LA COUR DE CASSATION, PREMIÈRE CHAMBRE CIVILE, a rendu l'arrêt suivant :
Donne acte à la société Parot VI du désistement de son pourvoi en ce qu'il est dirigé contre l'association Comité Aquitaine de cyclisme et la société Aquitaine véhicules industriels ;
Attendu, selon l'arrêt attaqué, que, le 30 novembre 2007, la société Gap VI, devenue société Parot VI, a vendu à l'association Lescar Vélo Sprint un véhicule de marque Iveco destiné au transport d'une équipe de cyclistes et de leur matériel, après avoir fait procéder à son aménagement par la société Carrosserie G... (la société G...), assurée auprès de la société MMA IARD (l'assureur) ; que, le 26 février 2010, l'association Lescar Vélo Sprint (l'association Lescar) l'a revendu à l'association Comité Aquitaine de cyclisme (l'association Comité Aquitaine) ; que, le châssis du véhicule s'étant rompu le 15 avril 2012, cette dernière a assigné en résolution de la vente pour vice caché l'association Lescar, qui a appelé en intervention forcée la société Gap VI, la société G..., l'assureur et la société Aquitaine véhicules industriels ;
Sur le second moyen, pris en ses troisième et quatrième branches, ci-après annexé :
Attendu qu'il n'y a pas lieu de statuer par une décision spécialement motivée sur ces griefs qui ne sont manifestement pas de nature à entraîner la cassation ;
Mais sur le premier moyen, pris en sa seconde branche :
Vu l'article 1644 du code civil ;
Attendu qu'après avoir prononcé la résolution de la vente conclue entre l'association Lescar et l'association Comité Aquitaine et condamné la première à en restituer le prix, l'arrêt condamne la société Gap VI à garantir l'association Lescar pour l'exécution de sa condamnation à restitution ;
Qu'en statuant ainsi, alors que l'association Lescar ne pouvait obtenir la garantie d'un prix auquel, du fait de la résolution de la vente, elle n'avait plus droit, et dont la restitution ne constituait pas pour elle un préjudice indemnisable, la cour d'appel a violé le texte susvisé ;
Et attendu que la cassation prononcée sur le premier moyen rend sans portée le second moyen, pris en ses première et deuxième branches, qui critique le rejet de la demande de garantie formée par la société Gap VI contre l'assureur ;
PAR CES MOTIFS et sans qu'il y ait lieu de statuer sur la première branche du premier moyen :
CASSE ET ANNULE, mais seulement en ce qu'il condamne la société Gap VI à garantir l'association Lescar Vélo Sprint pour l'exécution de sa condamnation à restituer la somme de 29 500 euros à l'association Comité Aquitaine de cyclisme, l'arrêt rendu le 9 mai 2018, entre les parties, par la cour d'appel de Pau ; remet, en conséquence, sur ce point, la cause et les parties dans l'état où elles se trouvaient avant ledit arrêt et, pour être fait droit, les renvoie devant la cour d'appel de Pau, autrement composée ;
Condamne l'association Lescar Vélo Sprint aux dépens ;
Vu l'article 700 du code de procédure civile, rejette les demandes ;
Dit que sur les diligences du procureur général près la Cour de cassation, le présent arrêt sera transmis pour être transcrit en marge ou à la suite de l'arrêt partiellement cassé ;
Ainsi fait et jugé par la Cour de cassation, première chambre civile, et prononcé par le président en son audience publique du douze septembre deux mille dix-neuf.

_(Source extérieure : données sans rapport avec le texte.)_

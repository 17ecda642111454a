//! US state bounding boxes and map framing.
//!
//! Boxes are axis-aligned approximations of each state's extent, used to
//! decide whether a photo falls inside a caller's jurisdiction. Centers
//! and zoom levels frame the state on a web map.

use damage_map_photo_models::BoundingBox;
use serde::Serialize;

/// Where and how far to zoom a map to frame a region.
#[derive(Debug, Clone, Copy, PartialEq, Serialize)]
pub struct MapCenter {
    /// Center latitude.
    pub lat: f64,
    /// Center longitude.
    pub lng: f64,
    /// Web map zoom level.
    pub zoom: u8,
}

impl MapCenter {
    const fn new(lat: f64, lng: f64, zoom: u8) -> Self {
        Self { lat, lng, zoom }
    }
}

/// Framing for the whole contiguous United States.
#[allow(clippy::unreadable_literal)]
pub const NATIONAL_CENTER: MapCenter = MapCenter::new(39.8283, -98.5795, 4);

/// Name used by profiles with nationwide visibility.
pub const NATIONAL_NAME: &str = "United States";

/// A US state with its extent and map framing.
#[derive(Debug, Clone, Copy, PartialEq, Serialize)]
pub struct State {
    /// Full state name (e.g. `"Texas"`).
    pub name: &'static str,
    /// Two-letter postal abbreviation.
    pub abbr: &'static str,
    /// Approximate extent.
    pub bounds: BoundingBox,
    /// Map framing.
    pub center: MapCenter,
}

const fn state(
    name: &'static str,
    abbr: &'static str,
    bounds: BoundingBox,
    center: MapCenter,
) -> State {
    State {
        name,
        abbr,
        bounds,
        center,
    }
}

/// The 50 US states, alphabetical by name.
#[allow(clippy::unreadable_literal)]
#[rustfmt::skip]
pub const STATES: &[State] = &[
    state("Alabama", "AL", BoundingBox::new(-88.4731, 30.1955, -84.8880, 35.0080), MapCenter::new(32.806671, -86.79113, 7)),
    state("Alaska", "AK", BoundingBox::new(-179.1506, 51.2097, -129.9929, 71.5388), MapCenter::new(61.570716, -152.404419, 5)),
    state("Arizona", "AZ", BoundingBox::new(-114.8165, 31.3322, -109.0452, 37.0042), MapCenter::new(33.729759, -111.431221, 7)),
    state("Arkansas", "AR", BoundingBox::new(-94.6178, 33.0041, -89.6444, 36.4996), MapCenter::new(34.969704, -92.373123, 7)),
    state("California", "CA", BoundingBox::new(-124.4096, 32.5343, -114.1312, 42.0095), MapCenter::new(36.116203, -119.681564, 6)),
    state("Colorado", "CO", BoundingBox::new(-109.0489, 36.9949, -102.0424, 41.0034), MapCenter::new(39.059811, -105.311104, 7)),
    state("Connecticut", "CT", BoundingBox::new(-73.7277, 40.9509, -71.7870, 42.0508), MapCenter::new(41.597782, -72.755371, 8)),
    state("Delaware", "DE", BoundingBox::new(-75.7888, 38.4510, -75.0489, 39.8394), MapCenter::new(39.318523, -75.507141, 9)),
    state("Florida", "FL", BoundingBox::new(-87.6349, 24.5446, -80.0314, 31.0009), MapCenter::new(27.766279, -81.686783, 7)),
    state("Georgia", "GA", BoundingBox::new(-85.6051, 30.3176, -80.7014, 35.0008), MapCenter::new(33.040619, -83.643074, 7)),
    state("Hawaii", "HI", BoundingBox::new(-178.4438, 18.9117, -154.8066, 28.4318), MapCenter::new(21.094318, -157.498337, 7)),
    state("Idaho", "ID", BoundingBox::new(-117.2431, 41.9880, -111.0435, 49.0011), MapCenter::new(44.240459, -114.478828, 6)),
    state("Illinois", "IL", BoundingBox::new(-91.5130, 36.9540, -87.0199, 42.5083), MapCenter::new(40.349457, -88.986137, 7)),
    state("Indiana", "IN", BoundingBox::new(-88.0978, 37.7717, -84.7844, 41.7606), MapCenter::new(39.849426, -86.258278, 7)),
    state("Iowa", "IA", BoundingBox::new(-96.6397, 40.3754, -90.1401, 43.5012), MapCenter::new(42.011539, -93.210526, 7)),
    state("Kansas", "KS", BoundingBox::new(-102.0517, 36.9932, -94.5888, 40.0031), MapCenter::new(38.5266, -96.726486, 7)),
    state("Kentucky", "KY", BoundingBox::new(-89.5715, 36.4970, -81.9648, 39.1472), MapCenter::new(37.668140, -84.670067, 7)),
    state("Louisiana", "LA", BoundingBox::new(-94.0431, 28.9210, -88.8172, 33.0197), MapCenter::new(31.169546, -91.867805, 7)),
    state("Maine", "ME", BoundingBox::new(-71.0844, 43.0642, -66.9854, 47.4598), MapCenter::new(44.693947, -69.381927, 7)),
    state("Maryland", "MD", BoundingBox::new(-79.4877, 37.9113, -75.0487, 39.7237), MapCenter::new(39.063946, -76.802101, 8)),
    state("Massachusetts", "MA", BoundingBox::new(-73.5081, 41.2376, -69.8589, 42.8867), MapCenter::new(42.230171, -71.530106, 8)),
    state("Michigan", "MI", BoundingBox::new(-90.4180, 41.6960, -82.1430, 48.2388), MapCenter::new(43.326618, -84.536095, 7)),
    state("Minnesota", "MN", BoundingBox::new(-97.2390, 43.4994, -89.4836, 49.3844), MapCenter::new(45.694454, -93.900192, 7)),
    state("Mississippi", "MS", BoundingBox::new(-91.6540, 30.1390, -88.0972, 35.0041), MapCenter::new(32.741646, -89.678696, 7)),
    state("Missouri", "MO", BoundingBox::new(-95.7742, 35.9957, -89.0988, 40.6136), MapCenter::new(38.456085, -92.288368, 7)),
    state("Montana", "MT", BoundingBox::new(-116.0636, 44.3583, -104.0573, 49.0011), MapCenter::new(47.052952, -110.454353, 6)),
    state("Nebraska", "NE", BoundingBox::new(-104.0573, 39.9999, -95.3080, 43.0017), MapCenter::new(41.12537, -98.268082, 7)),
    state("Nevada", "NV", BoundingBox::new(-120.0057, 35.0018, -114.0396, 42.0022), MapCenter::new(37.881212, -117.220068, 6)),
    state("New Hampshire", "NH", BoundingBox::new(-72.5570, 42.6970, -70.6103, 45.3058), MapCenter::new(43.452492, -71.563896, 8)),
    state("New Jersey", "NJ", BoundingBox::new(-75.5594, 38.9284, -73.8935, 41.3574), MapCenter::new(40.298904, -74.756138, 8)),
    state("New Mexico", "NM", BoundingBox::new(-109.0501, 31.3328, -103.0418, 37.0002), MapCenter::new(34.307144, -106.018066, 7)),
    state("New York", "NY", BoundingBox::new(-79.7624, 40.4774, -71.7776, 45.0158), MapCenter::new(42.165726, -74.948051, 7)),
    state("North Carolina", "NC", BoundingBox::new(-84.3218, 33.7514, -75.3274, 36.5881), MapCenter::new(35.630066, -79.806419, 7)),
    state("North Dakota", "ND", BoundingBox::new(-104.0489, 45.9354, -96.5543, 49.0011), MapCenter::new(47.528912, -99.784012, 7)),
    state("Ohio", "OH", BoundingBox::new(-84.8203, 38.4031, -80.5190, 41.9773), MapCenter::new(40.388783, -82.764915, 7)),
    state("Oklahoma", "OK", BoundingBox::new(-103.0025, 33.6323, -94.4312, 37.0020), MapCenter::new(35.565342, -96.928917, 7)),
    state("Oregon", "OR", BoundingBox::new(-124.7034, 41.9918, -116.4635, 46.2991), MapCenter::new(44.931109, -123.029159, 7)),
    state("Pennsylvania", "PA", BoundingBox::new(-80.5190, 39.7198, -74.6895, 42.5147), MapCenter::new(40.590752, -77.209755, 7)),
    state("Rhode Island", "RI", BoundingBox::new(-71.8965, 41.1460, -71.1205, 42.0188), MapCenter::new(41.680893, -71.51178, 9)),
    state("South Carolina", "SC", BoundingBox::new(-83.3532, 32.0346, -78.4850, 35.2155), MapCenter::new(33.856892, -80.945007, 7)),
    state("South Dakota", "SD", BoundingBox::new(-104.0573, 42.4790, -96.4364, 45.9454), MapCenter::new(44.299782, -99.438828, 7)),
    state("Tennessee", "TN", BoundingBox::new(-90.3103, 34.9829, -81.6469, 36.6781), MapCenter::new(35.747845, -86.692345, 7)),
    state("Texas", "TX", BoundingBox::new(-106.6456, 25.8371, -93.5080, 36.5007), MapCenter::new(31.054487, -97.563461, 6)),
    state("Utah", "UT", BoundingBox::new(-114.0524, 36.9979, -109.0452, 42.0013), MapCenter::new(40.150032, -111.862434, 7)),
    state("Vermont", "VT", BoundingBox::new(-73.4379, 42.7269, -71.4653, 45.0155), MapCenter::new(44.045876, -72.710686, 8)),
    state("Virginia", "VA", BoundingBox::new(-83.6753, 36.5407, -75.1652, 39.4660), MapCenter::new(37.769337, -78.169968, 7)),
    state("Washington", "WA", BoundingBox::new(-124.8489, 45.5437, -116.9177, 49.0024), MapCenter::new(47.400902, -121.490494, 7)),
    state("West Virginia", "WV", BoundingBox::new(-82.6447, 37.2015, -77.7190, 40.6381), MapCenter::new(38.491226, -80.954453, 8)),
    state("Wisconsin", "WI", BoundingBox::new(-92.8891, 42.4919, -86.2494, 47.0774), MapCenter::new(44.268543, -89.616508, 7)),
    state("Wyoming", "WY", BoundingBox::new(-111.0567, 40.9979, -104.0573, 45.0058), MapCenter::new(42.755966, -107.302490, 7)),
];

/// Looks up a state by full name or postal abbreviation,
/// case-insensitively.
#[must_use]
pub fn state_by_name(name: &str) -> Option<&'static State> {
    let name = name.trim();
    STATES
        .iter()
        .find(|s| s.name.eq_ignore_ascii_case(name) || s.abbr.eq_ignore_ascii_case(name))
}

/// Returns the map framing for a region name, falling back to the
/// national view for unknown names.
#[must_use]
pub fn map_center(name: &str) -> MapCenter {
    state_by_name(name).map_or(NATIONAL_CENTER, |s| s.center)
}

#[cfg(test)]
mod tests {
    use super::*;

    #[test]
    fn fifty_states() {
        assert_eq!(STATES.len(), 50);
    }

    #[test]
    fn abbreviations_are_unique() {
        let mut abbrs: Vec<_> = STATES.iter().map(|s| s.abbr).collect();
        abbrs.sort_unstable();
        abbrs.dedup();
        assert_eq!(abbrs.len(), STATES.len());
    }

    #[test]
    fn boxes_are_well_formed() {
        for s in STATES {
            assert!(s.bounds.south < s.bounds.north, "inverted lat: {}", s.name);
            assert!(s.bounds.west < s.bounds.east, "inverted lng: {}", s.name);
        }
    }

    #[test]
    fn centers_fall_inside_their_state() {
        for s in STATES {
            assert!(
                s.bounds.contains(s.center.lat, s.center.lng),
                "center outside bounds: {}",
                s.name
            );
        }
    }

    #[test]
    fn lookup_by_name_or_abbr() {
        assert_eq!(state_by_name("texas").map(|s| s.abbr), Some("TX"));
        assert_eq!(state_by_name(" New York ").map(|s| s.abbr), Some("NY"));
        assert_eq!(state_by_name("wa").map(|s| s.name), Some("Washington"));
        assert!(state_by_name("Puerto Rico").is_none());
    }

    #[test]
    fn map_center_falls_back_to_national() {
        assert_eq!(map_center("Texas").zoom, 6);
        assert_eq!(map_center("Atlantis"), NATIONAL_CENTER);
        assert_eq!(map_center(NATIONAL_NAME), NATIONAL_CENTER);
    }
}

MOYENS ANNEXES au présent arrêt :
Moyens produits par la SCP Rocheteau et Uzan-Sarano, avocat aux Conseils, pour la société Parot VI.

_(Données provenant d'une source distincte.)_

#![cfg_attr(feature = "fail-on-warnings", deny(warnings))]
#![warn(clippy::all, clippy::pedantic, clippy::nursery, clippy::cargo)]
#![allow(clippy::multiple_crate_versions, clippy::cargo_common_metadata)]

//! Bulk photo document sources and record normalization.
//!
//! A [`DocumentSource`] returns the raw photo export in one request (a
//! `GeoJSON` feature collection or a bare JSON array). The [`normalize`]
//! module maps that document into canonical
//! [`damage_map_photo_models::PhotoRecord`]s using an ordered alias table
//! per field, so exports from different survey tools can be ingested
//! without per-tool code.

pub mod aliases;
pub mod file;
pub mod http;
pub mod normalize;
pub mod parsing;
pub mod retry;
pub mod s3;

use std::time::Duration;

use async_trait::async_trait;

pub use aliases::{FieldAliases, parse_alias_toml};
pub use normalize::{Normalized, Normalizer, normalize};

/// Errors that can occur while fetching or normalizing photo documents.
#[derive(Debug, thiserror::Error)]
pub enum SourceError {
    /// HTTP request failed.
    #[error("HTTP request failed: {0}")]
    Http(#[from] reqwest::Error),

    /// JSON parsing failed.
    #[error("JSON parse error: {0}")]
    Json(#[from] serde_json::Error),

    /// I/O error (file read).
    #[error("I/O error: {0}")]
    Io(#[from] std::io::Error),

    /// The document is neither a feature collection nor a JSON array.
    #[error("Unrecognized document format: {message}")]
    Format {
        /// Description of what was received.
        message: String,
    },

    /// The source responded, but with an error or unusable status.
    #[error("Transport error: {message}")]
    Transport {
        /// Description of what went wrong.
        message: String,
    },

    /// Missing required environment variable.
    #[error("Missing environment variable: {name}")]
    MissingEnv {
        /// Name of the missing environment variable.
        name: String,
    },

    /// S3 `GetObject` failed.
    #[error("Failed to download s3://{bucket}/{key}: {source}")]
    Download {
        /// Bucket name.
        bucket: String,
        /// Object key.
        key: String,
        /// Underlying SDK error.
        source: Box<dyn std::error::Error + Send + Sync>,
    },

    /// The alias table TOML is malformed.
    #[error("Invalid alias table: {0}")]
    Aliases(#[from] toml::de::Error),
}

/// Anything that can hand back the full photo export in one request.
#[async_trait]
pub trait DocumentSource: Send + Sync {
    /// Short label used in log messages (e.g. `"s3://bucket/key"`).
    fn label(&self) -> &str;

    /// Fetches the raw export document.
    ///
    /// # Errors
    ///
    /// Returns [`SourceError`] if the source is unreachable or the payload
    /// is not JSON.
    async fn fetch_documents(&self) -> Result<serde_json::Value, SourceError>;
}

/// Builds the shared HTTP client used by [`http::HttpDocumentSource`].
///
/// # Errors
///
/// Returns [`SourceError::Http`] if the TLS backend fails to initialize.
pub fn build_http_client() -> Result<reqwest::Client, SourceError> {
    Ok(reqwest::Client::builder()
        .user_agent(concat!("damage-map/", env!("CARGO_PKG_VERSION")))
        .timeout(Duration::from_secs(120))
        .connect_timeout(Duration::from_secs(30))
        .build()?)
}

pub(crate) fn require_env(name: &str) -> Result<String, SourceError> {
    std::env::var(name).map_err(|_| SourceError::MissingEnv {
        name: name.to_string(),
    })
}
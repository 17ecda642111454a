//! Lenient JSON field accessors shared by the normalizer.
//!
//! Upstream exports disagree on types as much as on names: coordinates
//! arrive as numbers or numeric strings, ids as strings or integers. These
//! helpers accept both and treat `null` and empty strings as missing.

use serde_json::Value;

/// Returns the field's value if it is present and meaningful (not `null`,
/// not an empty or whitespace-only string).
#[must_use]
pub fn get_present<'a>(record: &'a Value, field: &str) -> Option<&'a Value> {
    record.get(field).filter(|v| match v {
        Value::Null => false,
        Value::String(s) => !s.trim().is_empty(),
        _ => true,
    })
}

/// Reads a field as text. Numbers are rendered with their JSON
/// representation; booleans, arrays, and objects are rejected.
#[must_use]
pub fn get_text(record: &Value, field: &str) -> Option<String> {
    match get_present(record, field)? {
        Value::String(s) => Some(s.clone()),
        Value::Number(n) => Some(n.to_string()),
        _ => None,
    }
}

/// Interprets a JSON value as a finite `f64`, accepting numeric strings.
#[must_use]
pub fn as_number(value: &Value) -> Option<f64> {
    let n = match value {
        Value::Number(n) => n.as_f64()?,
        Value::String(s) => s.trim().parse::<f64>().ok()?,
        _ => return None,
    };
    n.is_finite().then_some(n)
}

/// Reads a field as a finite `f64`, accepting numeric strings.
#[must_use]
pub fn get_number(record: &Value, field: &str) -> Option<f64> {
    get_present(record, field).and_then(as_number)
}

/// Reads a tag list. Arrays keep their string and numeric elements;
/// a plain string is split on commas.
#[must_use]
pub fn as_tags(value: &Value) -> Vec<String> {
    match value {
        Value::Array(items) => items
            .iter()
            .filter_map(|item| match item {
                Value::String(s) => Some(s.trim().to_string()),
                Value::Number(n) => Some(n.to_string()),
                _ => None,
            })
            .filter(|s| !s.is_empty())
            .collect(),
        Value::String(s) => s
            .split(',')
            .map(str::trim)
            .filter(|s| !s.is_empty())
            .map(String::from)
            .collect(),
        _ => Vec::new(),
    }
}

#[cfg(test)]
mod tests {
    use super::*;

    #[test]
    fn blank_strings_are_missing() {
        let record = serde_json::json!({"a": "", "b": "  ", "c": null, "d": "x"});
        assert!(get_present(&record, "a").is_none());
        assert!(get_present(&record, "b").is_none());
        assert!(get_present(&record, "c").is_none());
        assert!(get_present(&record, "missing").is_none());
        assert_eq!(get_text(&record, "d").as_deref(), Some("x"));
    }

    #[test]
    fn numbers_render_as_text() {
        let record = serde_json::json!({"id": 1234, "flag": true});
        assert_eq!(get_text(&record, "id").as_deref(), Some("1234"));
        assert!(get_text(&record, "flag").is_none());
    }

    #[test]
    fn numeric_strings_parse() {
        let record = serde_json::json!({"lat": "40.7128", "lng": -74.006, "bad": "north"});
        assert!((get_number(&record, "lat").unwrap() - 40.7128).abs() < f64::EPSILON);
        assert!((get_number(&record, "lng").unwrap() - -74.006).abs() < f64::EPSILON);
        assert!(get_number(&record, "bad").is_none());
    }

    #[test]
    fn tags_from_array_or_csv() {
        assert_eq!(
            as_tags(&serde_json::json!(["roof", 3, null, "", "flood"])),
            vec!["roof", "3", "flood"]
        );
        assert_eq!(
            as_tags(&serde_json::json!("roof, flood ,,debris")),
            vec!["roof", "flood", "debris"]
        );
        assert!(as_tags(&serde_json::json!({"tag": "x"})).is_empty());
    }
}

PREMIER MOYEN DE CASSATION :
Il est fait grief à l'arrêt attaqué d'AVOIR condamné la société Gap VI, devenue Parot VI, à garantir l'association Lescar Vélo Sprint pour l'exécution de sa condamnation à restituer la somme de 29.500 € au Comité Aquitaine de cyclisme ;
AUX MOTIFS QUE la SAS Parot VI - alors Gap VI - a été condamnée par le tribunal : à garantir l'association Lescar Vélo Sprint de l'exécution de sa condamnation à restituer la somme de 29.500 € à l'association Comité Aquitaine de cyclisme (arrêt, p. 6 § 5) ;
1) ALORS QUE le juge est tenu de motiver sa décision ; qu'en condamnant la société Gap VI, devenue Parot VI, à garantir l'association Lescar Vélo Sprint pour l'exécution de sa condamnation à restituer la somme de 29.500 € au Comité Aquitaine de cyclisme, sans assortir cette condamnation à garantie du moindre motif, la cour d'appel a violé l'article 455 du code de procédure civile ;
2) ALORS, en toute hypothèse, QUE le vendeur intermédiaire, tenu envers l'acquéreur à restitution du prix de vente, consécutivement à l'exercice par l'acquéreur de l'action rédhibitoire, ne peut obtenir du vendeur initial la garantie de ce prix auquel, du fait de la résolution de la vente et de la remise consécutive de la chose, il n'a plus droit, et dont la restitution ne constitue donc pas, pour lui, un préjudice indemnisable ; qu'en en condamnant la société Gap VI, devenue Parot VI, à garantir l'association Lescar Vélo Sprint pour l'exécution de sa condamnation à restituer la somme de 29.500 € au Comité Aquitaine de cyclisme, cette somme correspondant au prix de vente acquitté par ce dernier, tandis que ce prix ne constituait pas un préjudice réparable pour l'association Lescar Vélo Sprint, puisqu'elle n'y avait plus droit en raison de la résolution de la vente, la cour d'appel a violé l'article 1644 du code civil.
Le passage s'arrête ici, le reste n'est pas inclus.